The Newest Natural Sleep Remedies & Natural Sleep Aids
1. Melatonin supplements
Your body naturally produces melatonin and through the use of supplements containing this substance you can enhance your rest. Melatonin supplements are an over the counter medicine and is not vastly regulated. However, one should always consult a physician first especially if insomnia and lack of rest is an ongoing problem.
Melatonin is a naturally occurring hormone produced by your body’s pineal gland. It is highly influenced by the light of day and darkness of night. For those of us with normal sleep cycles and routines, at day break, the pineal gland slows the release of melatonin into the blood stream and roughly around 9:00 a.m. you may find that you are most alert. As darkness falls, your brain signals to the pineal gland to release more melatonin and we begin that delightful feeling of drowsiness and we sense our rest coming soon.

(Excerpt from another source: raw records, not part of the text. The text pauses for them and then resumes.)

//! Foreshadowing management - the per-work registry of foreshadowings and
//! the scene instructions that reference them.
//!
//! The registry owns the master data. The [`TimelineIndex`] built from it is a
//! snapshot and has to be rebuilt after any mutation.

mod instruction;

pub use instruction::*;

use std::collections::HashMap;

use story_model::{
    Foreshadowing, ForeshadowingStatus, TimelineEntry, TimelineEventType, VisibilityLevel,
};

use crate::error::{ControlError, ControlResult};
use crate::timeline::TimelineIndex;

/// Registry of foreshadowings, kept in registration order.
#[derive(Debug, Clone, Default)]
pub struct ForeshadowingRegistry {
    foreshadowings: Vec<Foreshadowing>,
    by_id: HashMap<String, usize>,
}

impl ForeshadowingRegistry {
    pub fn new() -> Self {
        Self::default()
    }

    /// Build a registry from a list, rejecting duplicate ids.
    pub fn from_foreshadowings(
        foreshadowings: impl IntoIterator<Item = Foreshadowing>,
    ) -> ControlResult<Self> {
        let mut registry = Self::new();
        for fs in foreshadowings {
            registry.register(fs)?;
        }
        Ok(registry)
    }

    /// Add a foreshadowing.
    pub fn register(&mut self, foreshadowing: Foreshadowing) -> ControlResult<()> {
        if self.by_id.contains_key(&foreshadowing.id) {
            return Err(ControlError::validation(format!(
                "foreshadowing '{}' is already registered",
                foreshadowing.id
            )));
        }
        self.by_id
            .insert(foreshadowing.id.clone(), self.foreshadowings.len());
        self.foreshadowings.push(foreshadowing);
        Ok(())
    }

    /// Parse a YAML document and register it.
    pub fn register_yaml(&mut self, yaml: &str) -> ControlResult<()> {
        let foreshadowing = Foreshadowing::from_yaml(yaml)
            .map_err(|e| ControlError::parse(format!("invalid foreshadowing document: {}", e)))?;
        self.register(foreshadowing)
    }

    pub fn get(&self, id: &str) -> Option<&Foreshadowing> {
        self.by_id.get(id).map(|&idx| &self.foreshadowings[idx])
    }

    fn get_mut(&mut self, id: &str) -> ControlResult<&mut Foreshadowing> {
        match self.by_id.get(id) {
            Some(&idx) => Ok(&mut self.foreshadowings[idx]),
            None => Err(ControlError::validation(format!(
                "unknown foreshadowing '{}'",
                id
            ))),
        }
    }

    /// All foreshadowings in registration order.
    pub fn all(&self) -> &[Foreshadowing] {
        &self.foreshadowings
    }

    pub fn len(&self) -> usize {
        self.foreshadowings.len()
    }

    pub fn is_empty(&self) -> bool {
        self.foreshadowings.is_empty()
    }

    /// Foreshadowings that are planted or reinforced.
    pub fn active(&self) -> impl Iterator<Item = &Foreshadowing> {
        self.foreshadowings.iter().filter(|fs| fs.status.is_active())
    }

    /// Foreshadowings in the given status.
    pub fn by_status(&self, status: ForeshadowingStatus) -> Vec<&Foreshadowing> {
        self.foreshadowings
            .iter()
            .filter(|fs| fs.status == status)
            .collect()
    }

    /// Effective visibility of a foreshadowing, if registered.
    pub fn effective_visibility(&self, id: &str) -> Option<VisibilityLevel> {
        self.get(id).map(Foreshadowing::effective_visibility)
    }

    /// Move a foreshadowing through the state machine.
    pub fn transition(
        &mut self,
        id: &str,
        to: ForeshadowingStatus,
        update_visibility: bool,
    ) -> ControlResult<&Foreshadowing> {
        let current = self.get_mut(id)?;
        let from = current.status;
        *current = current.transition_status(to, update_visibility)?;
        tracing::info!(
            foreshadowing_id = %id,
            from = %from,
            to = %to,
            visibility = %current.effective_visibility(),
            "Foreshadowing transitioned"
        );
        Ok(current)
    }

    /// Append an on-page event without changing status.
    pub fn record_event(&mut self, id: &str, entry: TimelineEntry) -> ControlResult<()> {
        let fs = self.get_mut(id)?;
        tracing::debug!(
            foreshadowing_id = %id,
            episode = %entry.episode,
            event_type = entry.event_type.as_str(),
            "Recorded timeline event"
        );
        fs.add_timeline_event(entry);
        Ok(())
    }

    /// Mark as planted in `episode`.
    pub fn plant(&mut self, id: &str, episode: &str, expression: &str) -> ControlResult<&Foreshadowing> {
        self.advance(id, ForeshadowingStatus::Planted, TimelineEventType::Plant, episode, expression)
    }

    /// Mark as reinforced in `episode`.
    pub fn reinforce(
        &mut self,
        id: &str,
        episode: &str,
        expression: &str,
    ) -> ControlResult<&Foreshadowing> {
        self.advance(
            id,
            ForeshadowingStatus::Reinforced,
            TimelineEventType::Reinforce,
            episode,
            expression,
        )
    }

    /// Mark as revealed in `episode`.
    pub fn reveal(&mut self, id: &str, episode: &str, expression: &str) -> ControlResult<&Foreshadowing> {
        self.advance(id, ForeshadowingStatus::Revealed, TimelineEventType::Reveal, episode, expression)
    }

    fn advance(
        &mut self,
        id: &str,
        to: ForeshadowingStatus,
        event_type: TimelineEventType,
        episode: &str,
        expression: &str,
    ) -> ControlResult<&Foreshadowing> {
        let subtlety = self.get_mut(id)?.subtlety_level;
        self.transition(id, to, true)?;
        self.record_event(
            id,
            TimelineEntry::new(episode, event_type)
                .with_expression(expression)
                .with_subtlety(subtlety),
        )?;
        self.get_mut(id).map(|fs| &*fs)
    }

    /// Snapshot the timeline of every foreshadowing.
    pub fn build_index(&self) -> TimelineIndex {
        TimelineIndex::build(&self.foreshadowings)
    }
}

For melatonin supplements to be helpful and effective, they must be taken in the correct dosage and the ideal time of day. If not taken correctly, it can upset your sleep cycle and possibly lead to even further complications.
Caution is always given against the risk of depression, increased fatigue, slower reaction time, heart and stroke risks, kidney disease, sleep apnea and risks on fertility. While there have been warnings and there is always need for concern, cases of overdose and abuse by users are not widely reported.
Melatonin may be very useful depending on the individual’s particular situation. For shift workers for example, it may aid in developing the required sleep cycle. For those of us who travel across time zones, taken properly it may assist in our adjustment and reduce the occurrence of jet lag.
It should be noted however that your sleep environment should be ideal for Melatonin to be effective. As mentioned, Melatonin is naturally released when the light fades and darkness falls. So your sleep area should be dark or dimly lit to facilitate the supplement.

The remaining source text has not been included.